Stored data
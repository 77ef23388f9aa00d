//! Error types and HTTP response handling.
//!
//! This module provides the application's error hierarchy and conversion logic for
//! transforming errors into appropriate HTTP responses. The `AppError` enum serves
//! as the top-level error type that wraps domain-specific errors and implements
//! `IntoResponse` for automatic error handling in page handlers.
//!
//! Pages are HTML, so error bodies are short plain-text messages. Nothing returned to
//! the client carries internal detail; the full error is logged server-side instead.

pub mod config;
pub mod template;

use axum::{
    http::StatusCode,
    response::{IntoResponse, Response},
};
use thiserror::Error;

use crate::server::error::{config::ConfigError, template::TemplateError};

/// Top-level application error type.
///
/// Aggregates all possible error types that can occur in the application and provides
/// automatic conversion to HTTP responses. Startup-only variants (`ConfigErr`,
/// `IoErr`, `TemplateLoadErr`) abort the process before a request is ever served.
#[derive(Error, Debug)]
pub enum AppError {
    /// Configuration error during startup or environment variable loading.
    #[error(transparent)]
    ConfigErr(#[from] ConfigError),

    /// Template directory could not be loaded at startup.
    #[error(transparent)]
    TemplateLoadErr(#[from] TemplateError),

    /// Database operation error from SeaORM.
    ///
    /// Results in 500 Internal Server Error with the plain-text body `Database error`.
    #[error(transparent)]
    DbErr(#[from] sea_orm::DbErr),

    /// Template rendering error from Tera.
    ///
    /// Results in 500 Internal Server Error with a generic message.
    #[error(transparent)]
    TemplateErr(#[from] tera::Error),

    /// Listener bind or serve failure.
    #[error(transparent)]
    IoErr(#[from] std::io::Error),

    /// Invalid request error.
    ///
    /// Results in 400 Bad Request with the provided error message.
    ///
    /// # Fields
    /// - Message describing what was invalid about the request
    #[error("{0}")]
    BadRequest(String),
}

/// Converts application errors into HTTP responses.
///
/// # Returns
/// - 400 Bad Request - For `BadRequest`, body is the message itself
/// - 500 Internal Server Error - `Database error` for `DbErr`, `Internal server error`
///   for everything else
impl IntoResponse for AppError {
    fn into_response(self) -> Response {
        match self {
            Self::BadRequest(msg) => (StatusCode::BAD_REQUEST, msg).into_response(),
            Self::DbErr(err) => {
                tracing::error!("Database error: {}", err);
                (StatusCode::INTERNAL_SERVER_ERROR, "Database error").into_response()
            }
            err => InternalServerError(err).into_response(),
        }
    }
}

/// Wrapper type for converting any displayable error into a 500 Internal Server Error response.
///
/// Logs the error message and returns a generic "Internal server error" message to the
/// client to avoid leaking implementation details.
pub struct InternalServerError<E>(pub E);

impl<E: std::fmt::Display> IntoResponse for InternalServerError<E> {
    fn into_response(self) -> Response {
        tracing::error!("{}", self.0);

        (StatusCode::INTERNAL_SERVER_ERROR, "Internal server error").into_response()
    }
}
//! Airboard Test Utils
//!
//! Provides shared testing utilities for building integration and unit tests for the airboard
//! server. This crate offers a builder pattern for creating test contexts with in-memory
//! SQLite databases holding the bookings tables, plus factories for seeding them.
//!
//! # Overview
//!
//! The test utilities consist of four main components:
//! - **TestBuilder**: Fluent builder for configuring test environments
//! - **TestContext**: Test environment containing the database connection
//! - **TestError**: Error types that can occur during test setup
//! - **factory**: Builders inserting airports, flights, aircraft and seats
//!
//! # Usage
//!
//! ```rust,ignore
//! use test_utils::{builder::TestBuilder, factory};
//!
//! #[tokio::test]
//! async fn lists_airports() -> Result<(), TestError> {
//!     let test = TestBuilder::new().with_bookings_tables().build().await?;
//!     let db = test.db.as_ref().unwrap();
//!
//!     factory::airport::create_airport(db).await?;
//!     // Perform database operations...
//!
//!     Ok(())
//! }
//! ```

pub mod builder;
pub mod context;
pub mod error;
pub mod factory;
use entity::prelude::*;
use sea_orm::{sea_query::TableCreateStatement, EntityTrait, Schema};

use crate::{context::TestContext, error::TestError};

/// Builder for creating test contexts with customizable database schemas.
///
/// Provides a fluent interface for configuring test environments with in-memory SQLite
/// databases. Use the builder pattern to add entity tables, then call `build()` to
/// create the configured test context.
///
/// # Example
///
/// ```rust,ignore
/// use test_utils::builder::TestBuilder;
/// use entity::prelude::{Aircraft, Seat};
///
/// let test = TestBuilder::new()
///     .with_table(Aircraft)
///     .with_table(Seat)
///     .build()
///     .await?;
/// ```
pub struct TestBuilder {
    /// CREATE TABLE statements executed in insertion order during `build()`.
    tables: Vec<TableCreateStatement>,
}

impl TestBuilder {
    /// Creates a new test builder with no tables configured.
    pub fn new() -> Self {
        Self { tables: Vec::new() }
    }

    /// Adds an entity table to the test database schema.
    ///
    /// Generates a CREATE TABLE statement from the provided SeaORM entity using SQLite
    /// backend syntax. The table will be created when `build()` is called.
    ///
    /// # Arguments
    /// - `entity` - SeaORM entity model implementing `EntityTrait` to create table for
    ///
    /// # Returns
    /// - `Self` - Builder instance for method chaining
    pub fn with_table<E: EntityTrait>(mut self, entity: E) -> Self {
        let schema = Schema::new(sea_orm::DbBackend::Sqlite);
        self.tables.push(schema.create_table_from_entity(entity));
        self
    }

    /// Adds every table the server reads from: airports, flights, aircraft and seats.
    pub fn with_bookings_tables(self) -> Self {
        self.with_table(Airport)
            .with_table(Flight)
            .with_aircraft_tables()
    }

    /// Adds the tables used by the seat calculation: aircraft and seats.
    pub fn with_aircraft_tables(self) -> Self {
        self.with_table(Aircraft).with_table(Seat)
    }

    /// Builds and initializes the test context with configured tables.
    ///
    /// Creates an in-memory SQLite database connection and executes all CREATE TABLE
    /// statements that were added via `with_table()`.
    ///
    /// # Returns
    /// - `Ok(TestContext)` - Test context with database and tables ready
    /// - `Err(TestError::Database)`- Failed to connect to database or create tables
    pub async fn build(self) -> Result<TestContext, TestError> {
        let mut setup = TestContext::new();

        setup.with_tables(self.tables).await?;

        Ok(setup)
    }
}

impl Default for TestBuilder {
    fn default() -> Self {
        Self::new()
    }
}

# [Try it]
Check the data for the word "SeaORM" and pull out the lines that have it.

# [Solution to this task]
    /// Database operation error from SeaORM.
    /// Generates a CREATE TABLE statement from the provided SeaORM entity using SQLite
    /// - `entity` - SeaORM entity model implementing `EntityTrait` to create table for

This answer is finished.